//! SQL text generation.
//!
//! Everything in this module is pure: no connections, no I/O.
//! - `statement`: parameterized DML (insert/update/delete/select/count/join)
//! - `ddl`: CREATE/DROP for tables and indexes
//! - `escape`: MySQL literal formatting for the escaped-literal paths

pub mod ddl;
pub mod escape;
pub mod statement;

pub use ddl::{
    build_create_index, build_create_table, build_drop_index, build_drop_table, index_name,
};
pub use statement::{
    build_count, build_delete, build_insert, build_join, build_select, build_select_by_id,
    build_update,
};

### What the exercise asks
Repeat the material word for word from its opening line up to and including the line containing "the escaped-literal paths".

### Answer to the exercise
//! SQL text generation.
//!
//! Everything in this module is pure: no connections, no I/O.
//! - `statement`: parameterized DML (insert/update/delete/select/count/join)
//! - `ddl`: CREATE/DROP for tables and indexes
//! - `escape`: MySQL literal formatting for the escaped-literal paths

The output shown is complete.